Comprendo, pero yo no como esos cuentos

No puedo decir todo lo que hace Rafael Correa está mal: gran parte del crecimiento del presupuesto estatal es para costear el incremento de médicos y profesores asignados a hospitales y escuelas públicas.  Y no me atrevería a decir que antes la política se manejaba bien; mucho menos negaría que los ecuatorianos queremos un cambio.

Por eso comprendo que todavía existe –y seguirá existiendo– una gran cantidad de compatriotas que tienen muchas esperanzas en Correa; que lo ven como el único capaz acabar con la serie de vicios que caracterizan a la política ecuatoriana.  Ven en el presidente a un verdadero patriota, comprometido con los más débiles y valiente frente a las mafias que saquearon el país.  Un presidente que si bien es vehemente y muchas veces no mide sus palabras y acciones, merece el absoluto respaldo de su pueblo y el poder total del Estado.  Porque no hay otro: él es el único que puede llevar adelante el cambio que necesita el país.

Pero yo no como esos cuentos.  Existe suficiente evidencia histórica para desconfiar del poder, y mucho más de aquellos que buscan aumentarlo permanentemente, como es el caso del señor Correa. 

El actual Presidente de la República es, al fin y al cabo, un ser humano con virtudes y defectos, un mortal como cualquier otro.  A pesar de las buenas intenciones que pudiera tener, su investidura no lo convierte en un ser pleno de sabiduría y bondad.  Por el contrario, el creciente poder que ostenta lo hace –como a cualquier otra persona– más vulnerable a corromperse y ser presa de las bajas pasiones.
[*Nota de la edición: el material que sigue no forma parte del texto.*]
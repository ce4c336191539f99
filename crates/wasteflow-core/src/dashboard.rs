//! Dashboard controller: owns the selection/allocation state and runs one
//! input event at a time through balancer → redistributor → impact
//! calculator → view-model assembler.

use serde::{Deserialize, Serialize};

use crate::allocation::{editable_flags, AllocationState, Balancer, EditableFlags};
use crate::config::DashboardConfig;
use crate::data::{BaselineData, Pathway, Sector};
use crate::error::DashboardError;
use crate::impact::{compute_impacts, ImpactResult};
use crate::selection::Selection;
use crate::view_model::{assemble, ViewModel};

// ── State ─────────────────────────────────────────────────────────────────────

/// Selection plus the allocation that applies to it.
/// `allocation` is `Some` exactly when a concrete sector is selected.
#[derive(Debug, Clone, Copy, PartialEq, Eq, Default, Serialize)]
pub struct DashboardState {
    selection: Selection,
    allocation: Option<AllocationState>,
}

impl DashboardState {
    pub fn aggregate() -> Self {
        Self::default()
    }

    pub fn for_sector(sector: Sector, allocation: AllocationState) -> Self {
        Self { selection: Selection::Sector(sector), allocation: Some(allocation) }
    }

    pub fn selection(&self) -> Selection {
        self.selection
    }

    pub fn allocation(&self) -> Option<&AllocationState> {
        self.allocation.as_ref()
    }
}

// ── Events ────────────────────────────────────────────────────────────────────

/// One user input, already validated at the boundary.
#[derive(Debug, Clone, Copy, PartialEq, Eq, Serialize, Deserialize)]
#[serde(rename_all = "snake_case", tag = "event")]
pub enum DashboardEvent {
    SelectionChanged { selection: Selection },
    SliderMoved { pathway: Pathway, value: i32 },
}

/// What the front end needs after a dropdown change.
#[derive(Debug, Clone, Copy, PartialEq, Eq, Serialize)]
pub struct SelectionOutcome {
    pub allocation: Option<AllocationState>,
    pub editable: EditableFlags,
}

// ── Controller ────────────────────────────────────────────────────────────────

#[derive(Debug)]
pub struct Dashboard {
    config: DashboardConfig,
    baseline: BaselineData,
    balancer: Balancer,
    baseline_impacts: ImpactResult,
    state: DashboardState,
}

impl Dashboard {
    /// Starts in the aggregate view with no active allocation.
    pub fn new(config: DashboardConfig) -> Result<Self, DashboardError> {
        config.validate()?;
        Ok(Self::with_config(config))
    }

    fn with_config(config: DashboardConfig) -> Self {
        let baseline = BaselineData::standard();
        let baseline_impacts = compute_impacts(&baseline.table(), &baseline.factors);
        Self {
            balancer: Balancer::new(config.precedence),
            config,
            baseline,
            baseline_impacts,
            state: DashboardState::aggregate(),
        }
    }

    pub fn config(&self) -> &DashboardConfig {
        &self.config
    }

    pub fn baseline(&self) -> &BaselineData {
        &self.baseline
    }

    pub fn state(&self) -> &DashboardState {
        &self.state
    }

    /// Switch subset. A sector always resets to its configured default split,
    /// discarding earlier slider positions; the aggregate view deactivates
    /// the allocation.
    pub fn set_selection(&mut self, selection: Selection) -> SelectionOutcome {
        let allocation = match selection {
            Selection::Aggregate => None,
            Selection::Sector(sector) => match self.config.default_allocation(sector) {
                Ok(a) => Some(a),
                Err(e) => {
                    log::error!("default split for {sector:?} rejected: {e}");
                    return self.selection_outcome();
                }
            },
        };
        self.state = DashboardState { selection, allocation };
        log::debug!("selection -> {selection:?}, allocation {allocation:?}");
        self.selection_outcome()
    }

    /// Apply one slider edit. Rejected in the aggregate view; a balancer
    /// defect leaves the prior allocation in place.
    pub fn set_allocation(
        &mut self,
        pathway: Pathway,
        raw: i32,
    ) -> Result<AllocationState, DashboardError> {
        let prior = match self.state.allocation {
            Some(a) if !self.state.selection.is_aggregate() => a,
            _ => return Err(DashboardError::NotEditable),
        };
        let next = self.balancer.rebalance(&prior, pathway, raw)?;
        self.state.allocation = Some(next);
        log::debug!("{pathway:?} slider -> {raw}, allocation {next:?}");
        Ok(next)
    }

    /// Route an explicit event and return the refreshed view.
    pub fn handle(&mut self, event: DashboardEvent) -> Result<ViewModel, DashboardError> {
        match event {
            DashboardEvent::SelectionChanged { selection } => {
                self.set_selection(selection);
            }
            DashboardEvent::SliderMoved { pathway, value } => {
                self.set_allocation(pathway, value)?;
            }
        }
        Ok(self.view_model())
    }

    /// Snapshot of the current state. No side effects.
    pub fn view_model(&self) -> ViewModel {
        assemble(&self.config, &self.baseline, &self.state, &self.baseline_impacts)
    }

    fn selection_outcome(&self) -> SelectionOutcome {
        SelectionOutcome {
            allocation: self.state.allocation,
            editable: editable_flags(self.state.selection),
        }
    }
}

impl Default for Dashboard {
    fn default() -> Self {
        Self::with_config(DashboardConfig::default())
    }
}

#[cfg(test)]
mod tests {
    use super::*;
    use crate::allocation::{Partners, PrecedenceRule};
    use crate::data::PerPathway;

    #[test]
    fn starts_in_aggregate_view() {
        let d = Dashboard::default();
        assert_eq!(d.state().selection(), Selection::Aggregate);
        assert!(d.state().allocation().is_none());
    }

    #[test]
    fn sliders_rejected_in_aggregate_view() {
        let mut d = Dashboard::default();
        let err = d.set_allocation(Pathway::Landfill, 50).unwrap_err();
        assert!(matches!(err, DashboardError::NotEditable));
        assert!(d.state().allocation().is_none());
    }

    #[test]
    fn selection_resets_to_default_split() {
        let mut d = Dashboard::default();
        let out = d.set_selection(Selection::Sector(Sector::FoodService));
        assert_eq!(out.allocation, Some(AllocationState::new(79, 19, 2).unwrap()));
        assert_eq!(out.editable, PerPathway::new(true, true, true));
        d.set_allocation(Pathway::Compost, 60).unwrap();
        let out = d.set_selection(Selection::Sector(Sector::FoodService));
        assert_eq!(out.allocation, Some(AllocationState::new(79, 19, 2).unwrap()));
    }

    #[test]
    fn handle_routes_events() {
        let mut d = Dashboard::default();
        let vm = d
            .handle(DashboardEvent::SelectionChanged { selection: Selection::Sector(Sector::Retail) })
            .unwrap();
        assert_eq!(vm.flow_diagram.edges.len(), 3);
        let vm = d
            .handle(DashboardEvent::SliderMoved { pathway: Pathway::Compost, value: 50 })
            .unwrap();
        // compost edit: combustion secondary (16 fits), landfill remainder.
        assert_eq!(vm.allocation, Some(AllocationState::new(34, 16, 50).unwrap()));
    }

    #[test]
    fn event_deserialises_from_tagged_json() {
        let e: DashboardEvent =
            serde_json::from_str(r#"{ "event": "slider_moved", "pathway": "landfill", "value": 90 }"#)
                .unwrap();
        assert_eq!(e, DashboardEvent::SliderMoved { pathway: Pathway::Landfill, value: 90 });
        let e: DashboardEvent = serde_json::from_str(
            r#"{ "event": "selection_changed", "selection": { "sector": "residential" } }"#,
        )
        .unwrap();
        assert_eq!(
            e,
            DashboardEvent::SelectionChanged { selection: Selection::Sector(Sector::Residential) }
        );
    }

    #[test]
    fn invalid_config_is_rejected() {
        let mut config = DashboardConfig::default();
        config.precedence.0.landfill = Partners::new(Pathway::Landfill, Pathway::Compost);
        assert!(Dashboard::new(config).is_err());
        assert!(Dashboard::new(DashboardConfig {
            precedence: PrecedenceRule::cyclic(),
            ..DashboardConfig::default()
        })
        .is_ok());
    }
}
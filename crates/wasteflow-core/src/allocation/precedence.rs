//! Which pathways give way when one slider moves.

use serde::{Deserialize, Serialize};

use crate::data::{PerPathway, Pathway};
use crate::error::DashboardError;

/// The two pathways that react to an edit of a third.
///
/// `secondary` keeps its value unless the edit pushes the pair over 100, in
/// which case it is clamped down. `remainder` always absorbs the slack.
#[derive(Debug, Clone, Copy, PartialEq, Eq, Serialize, Deserialize)]
pub struct Partners {
    pub secondary: Pathway,
    pub remainder: Pathway,
}

impl Partners {
    pub const fn new(secondary: Pathway, remainder: Pathway) -> Self {
        Self { secondary, remainder }
    }
}

/// Per edited pathway, its `(secondary, remainder)` partners.
#[derive(Debug, Clone, Copy, PartialEq, Eq, Serialize, Deserialize)]
#[serde(transparent)]
pub struct PrecedenceRule(pub PerPathway<Partners>);

impl PrecedenceRule {
    /// Landfill is the remainder for compost and combustion edits; a landfill
    /// edit leaves compost alone and lets combustion absorb the change.
    pub const fn dashboard() -> Self {
        Self(PerPathway::new(
            Partners::new(Pathway::Compost, Pathway::Combustion),
            Partners::new(Pathway::Compost, Pathway::Landfill),
            Partners::new(Pathway::Combustion, Pathway::Landfill),
        ))
    }

    /// Landfill → Combustion → Compost → Landfill: the next pathway in the
    /// cycle is secondary, the one after it is the remainder.
    pub const fn cyclic() -> Self {
        Self(PerPathway::new(
            Partners::new(Pathway::Combustion, Pathway::Compost),
            Partners::new(Pathway::Compost, Pathway::Landfill),
            Partners::new(Pathway::Landfill, Pathway::Combustion),
        ))
    }

    pub fn partners(&self, edited: Pathway) -> Partners {
        self.0[edited]
    }

    /// Every edited pathway must name the other two, each exactly once.
    pub fn validate(&self) -> Result<(), DashboardError> {
        for (edited, p) in self.0.iter() {
            if p.secondary == edited || p.remainder == edited || p.secondary == p.remainder {
                return Err(DashboardError::InvalidConfig(format!(
                    "precedence for {edited:?} must name the two other pathways, got secondary={:?} remainder={:?}",
                    p.secondary, p.remainder
                )));
            }
        }
        Ok(())
    }
}

impl Default for PrecedenceRule {
    fn default() -> Self {
        Self::dashboard()
    }
}

#[cfg(test)]
mod tests {
    use super::*;

    #[test]
    fn built_in_rules_are_valid() {
        PrecedenceRule::dashboard().validate().unwrap();
        PrecedenceRule::cyclic().validate().unwrap();
    }

    #[test]
    fn rule_naming_edited_pathway_is_rejected() {
        let mut rule = PrecedenceRule::cyclic();
        rule.0.compost = Partners::new(Pathway::Compost, Pathway::Landfill);
        assert!(matches!(rule.validate(), Err(DashboardError::InvalidConfig(_))));
    }

    #[test]
    fn rule_deserialises_from_lowercase_keys() {
        let json = r#"{
            "landfill":   { "secondary": "combustion", "remainder": "compost" },
            "combustion": { "secondary": "compost",    "remainder": "landfill" },
            "compost":    { "secondary": "landfill",   "remainder": "combustion" }
        }"#;
        let rule: PrecedenceRule = serde_json::from_str(json).unwrap();
        assert_eq!(rule, PrecedenceRule::cyclic());
    }
}
use serde::{Deserialize, Serialize};

use crate::data::Sector;

/// The active dropdown subset.
#[derive(Debug, Clone, Copy, PartialEq, Eq, Hash, Default, Serialize, Deserialize)]
#[serde(rename_all = "snake_case")]
pub enum Selection {
    /// All sectors combined, historical data only.
    #[default]
    Aggregate,
    Sector(Sector),
}

impl Selection {
    pub fn is_aggregate(self) -> bool {
        matches!(self, Selection::Aggregate)
    }
}
//! Allocation balancer.
//!
//! Holds the three disposal percentages of a single selected sector and keeps
//! them summing to exactly 100 across slider edits and selection changes.
//! In the aggregate view no allocation exists and the sliders are disabled.

pub mod balancer;
pub mod precedence;

pub use balancer::{clamp_percent, Balancer};
pub use precedence::{Partners, PrecedenceRule};

use serde::Serialize;

use crate::data::{PerPathway, Pathway};
use crate::error::DashboardError;
use crate::selection::Selection;

/// Per-slider interactivity, as consumed by the front end.
pub type EditableFlags = PerPathway<bool>;

/// A settled percentage split. Always sums to 100.
#[derive(Debug, Clone, Copy, PartialEq, Eq, Serialize)]
#[serde(transparent)]
pub struct AllocationState(PerPathway<u8>);

impl AllocationState {
    pub const TOTAL: u8 = 100;

    pub fn new(landfill: u8, combustion: u8, compost: u8) -> Result<Self, DashboardError> {
        Self::try_from_values(PerPathway::new(landfill, combustion, compost))
    }

    pub fn try_from_values(values: PerPathway<u8>) -> Result<Self, DashboardError> {
        Self::from_signed(values.map(|_, &v| i64::from(v)))
    }

    /// Checked conversion from an intermediate balancing result.
    pub(crate) fn from_signed(values: PerPathway<i64>) -> Result<Self, DashboardError> {
        let sum: i64 = values.iter().map(|(_, &v)| v).sum();
        let in_range = values
            .iter()
            .all(|(_, &v)| (0..=i64::from(Self::TOTAL)).contains(&v));
        if sum != i64::from(Self::TOTAL) || !in_range {
            return Err(DashboardError::InconsistentAllocation {
                landfill: values.landfill,
                combustion: values.combustion,
                compost: values.compost,
                sum,
            });
        }
        Ok(Self(values.map(|_, &v| v as u8)))
    }

    #[inline]
    pub fn get(&self, pathway: Pathway) -> u8 {
        self.0[pathway]
    }

    pub fn values(&self) -> &PerPathway<u8> {
        &self.0
    }

    /// Share of the sector total routed to `pathway`, in [0, 1].
    pub fn fraction(&self, pathway: Pathway) -> f64 {
        f64::from(self.get(pathway)) / f64::from(Self::TOTAL)
    }
}

/// Sliders are interactive only when a concrete sector is selected.
pub fn is_editable(selection: Selection) -> bool {
    !selection.is_aggregate()
}

pub fn editable_flags(selection: Selection) -> EditableFlags {
    let editable = is_editable(selection);
    PerPathway::new(editable, editable, editable)
}
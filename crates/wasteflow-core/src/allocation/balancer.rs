//! Two-of-three slider rebalancing.

use super::precedence::{Partners, PrecedenceRule};
use super::AllocationState;
use crate::data::Pathway;
use crate::error::DashboardError;

/// Clamp a raw slider reading into `[0, 100]`.
pub fn clamp_percent(raw: i32) -> i64 {
    i64::from(raw).clamp(0, i64::from(AllocationState::TOTAL))
}

#[derive(Debug, Clone, Copy, Default)]
pub struct Balancer {
    rule: PrecedenceRule,
}

impl Balancer {
    pub fn new(rule: PrecedenceRule) -> Self {
        Self { rule }
    }

    /// Apply one slider edit to `prior`.
    ///
    /// The edited value is clamped, the secondary partner is lowered only if
    /// the pair would exceed 100, and the remainder takes what is left.
    /// A result that breaks the sum invariant is returned as
    /// `InconsistentAllocation`; the caller keeps `prior`.
    pub fn rebalance(
        &self,
        prior: &AllocationState,
        edited: Pathway,
        raw: i32,
    ) -> Result<AllocationState, DashboardError> {
        let total = i64::from(AllocationState::TOTAL);
        let v = clamp_percent(raw);
        if v != i64::from(raw) {
            log::debug!("{edited:?} slider value {raw} clamped to {v}");
        }

        let Partners { secondary, remainder } = self.rule.partners(edited);
        let mut next = prior.values().map(|_, &x| i64::from(x));
        next[edited] = v;
        if v + next[secondary] > total {
            next[secondary] = total - v;
        }
        next[remainder] = total - v - next[secondary];

        AllocationState::from_signed(next).inspect_err(|e| {
            log::error!("rebalance of {edited:?} to {v} from {prior:?} rejected: {e}");
        })
    }
}
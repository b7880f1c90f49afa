use dicom_core::Tag;
use dicom_dictionary_std::StandardDataDictionary;
use dicom_object::InMemDicomObject;

/// Small helper trait to pull typed values out of DICOM objects, treating any failure as absence.
pub trait ElementAccess {
    fn element_str(&self, tag: Tag) -> Option<String>;
    fn element_f64s(&self, tag: Tag) -> Option<Vec<f64>>;
    fn element_u32(&self, tag: Tag) -> Option<u32>;
    fn has_element(&self, tag: Tag) -> bool;
    /// Items of a sequence element, empty when absent.
    fn sequence_items(&self, tag: Tag) -> Vec<InMemDicomObject>;
}

impl ElementAccess for InMemDicomObject<StandardDataDictionary> {
    fn element_str(&self, tag: Tag) -> Option<String> {
        self.element(tag)
            .ok()
            .and_then(|e| e.to_str().ok())
            .map(|s| s.trim_end_matches(['\0', ' ']).to_string())
    }

    fn element_f64s(&self, tag: Tag) -> Option<Vec<f64>> {
        self.element(tag)
            .ok()
            .and_then(|e| e.to_multi_float64().ok())
    }

    fn element_u32(&self, tag: Tag) -> Option<u32> {
        self.element(tag).ok().and_then(|e| e.to_int::<u32>().ok())
    }

    fn has_element(&self, tag: Tag) -> bool {
        self.element(tag).is_ok()
    }

    fn sequence_items(&self, tag: Tag) -> Vec<InMemDicomObject> {
        self.element(tag)
            .ok()
            .and_then(|e| e.items())
            .map(|items| items.to_vec())
            .unwrap_or_default()
    }
}
//
// color.rs
// Nifti-Rtstruct-rs
//
// Resolves ROI display colors: explicit colors pass through, missing ones are derived from a stable
// hash of the label key looked up in a continuous palette.
//
// Thales Matheus Mendonça Santos - November 2025

use std::f64::consts::PI;

use sha2::{Digest, Sha256};

use crate::models::Rgb;

/// Number of discrete palette entries a label key can land on.
pub const PALETTE_SIZE: usize = 256;

/// A continuous color map over `[0, 1]` returning RGB channels in `[0, 1]`.
pub trait Palette {
    fn sample(&self, position: f64) -> [f64; 3];
}

/// The "rainbow" map: purple at 0 through green to red at 1.
#[derive(Debug, Clone, Copy, Default)]
pub struct Rainbow;

impl Palette for Rainbow {
    fn sample(&self, position: f64) -> [f64; 3] {
        let x = position.clamp(0.0, 1.0);
        [
            (2.0 * x - 0.5).abs().min(1.0),
            (PI * x).sin(),
            (PI * x / 2.0).cos(),
        ]
    }
}

/// Return `explicit` unchanged, or a deterministic color for `key` from `palette`.
pub fn resolve(explicit: Option<Rgb>, key: &str, palette: &dyn Palette) -> Rgb {
    match explicit {
        Some(color) => color,
        None => fallback_color(key, palette),
    }
}

pub fn fallback_color(key: &str, palette: &dyn Palette) -> Rgb {
    let index = palette_index(key);
    let position = index as f64 / (PALETTE_SIZE - 1) as f64;
    palette.sample(position).map(to_channel)
}

/// Palette slot for a label key: the first byte of its SHA-256 digest.
pub fn palette_index(key: &str) -> usize {
    let digest = Sha256::digest(key.as_bytes());
    usize::from(digest[0])
}

fn to_channel(value: f64) -> u8 {
    // Truncation, not rounding.
    (value.clamp(0.0, 1.0) * 255.0) as u8
}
En vez de desconfiar del poder en sí y por sí, al presidente se lo ve intoxicado de éste.  Su reacción frente a un grupo de policías que lo abucheó muestra a un sujeto cegado por la soberbia: infatuado consigo mismo, no puede concebir que alguien lo critique o le haga un desplante.  En su visión distorsionada de la realidad, después del desprecio sólo existe la muerte.  Fácilmente se puede leer entre líneas: "si no me respetan, entonces vengan a matarme".  (Si alguien dice que fue cosa del momento, lo reto a que demuestre que el señor Presidente reconoce oportunamente que se equivocó en su reacción.)

Creer ciegamente en Rafael Correa, o en cualquier persona, es desconfiar de uno mismo.  Esperar que los problemas de pobreza e injusticia se resuelvan por medio de la gestión de un "iluminado" o grupo de "iluminados" es ilusorio.  (La respuesta está en un marco de respeto, libertad y responsabilidad que permita a cada persona desarrollarse y vivir de acuerdo a su esfuerzo y aspiraciones.)

Por el camino que va, este presidente dejará al país peor de lo que lo recibió.  Había una débil institucionalidad, mas ahora casi no existe porque está subyugada a la voluntad del primer mandatario.  La poca libertad económica solo permitía avances tímidos contra la pobreza, pero ahora incluso esa poca libertad la han coartado por varios frentes, dejándonos un Estado que gasta más, con ciudadanos obligados a gastar menos.  Las cortes no funcionaban como debían por falta de transparencia y presupuesto; ahora hay más presupuesto, pero menos seguridad jurídica.  La producción petrolera crecía poco, ahora decrece.  Teníamos importantes egresos por pago de una deuda de largo plazo, calificada de "ilegítima"; ahora tenemos que endeudarnos caro y a corto plazo, porque no hay con qué terminar de tapar un déficit de 4000 millones de dólares.  La lista sigue, pero está bastante claro el panorama para los que lo quieran ver e investigar.

 

 

 

Puedo sentir antipatía hacia Rafael Correa, o no.  Puedo creer que conduce la economía responsablemente, o sospechar que terminará con la dolarización y le echará la culpa a otros.  Puedo mofarme de sus discursos, o sentirme inspirado por ellos.  Puedo creer que fue secuestrado y no había otra alternativa que un rescate sangriento, o puedo pensar que no había razón alguna para ordenar una incursión armada en un hospital.  Puedo pensar que sus palabras frente a sus simpatizantes la noche del 30 de septiembre fueron sinceras, o no creerle ni lo que se persina.

En todo caso, me reservo el derecho de no comer cuentos si puedo evitarlo.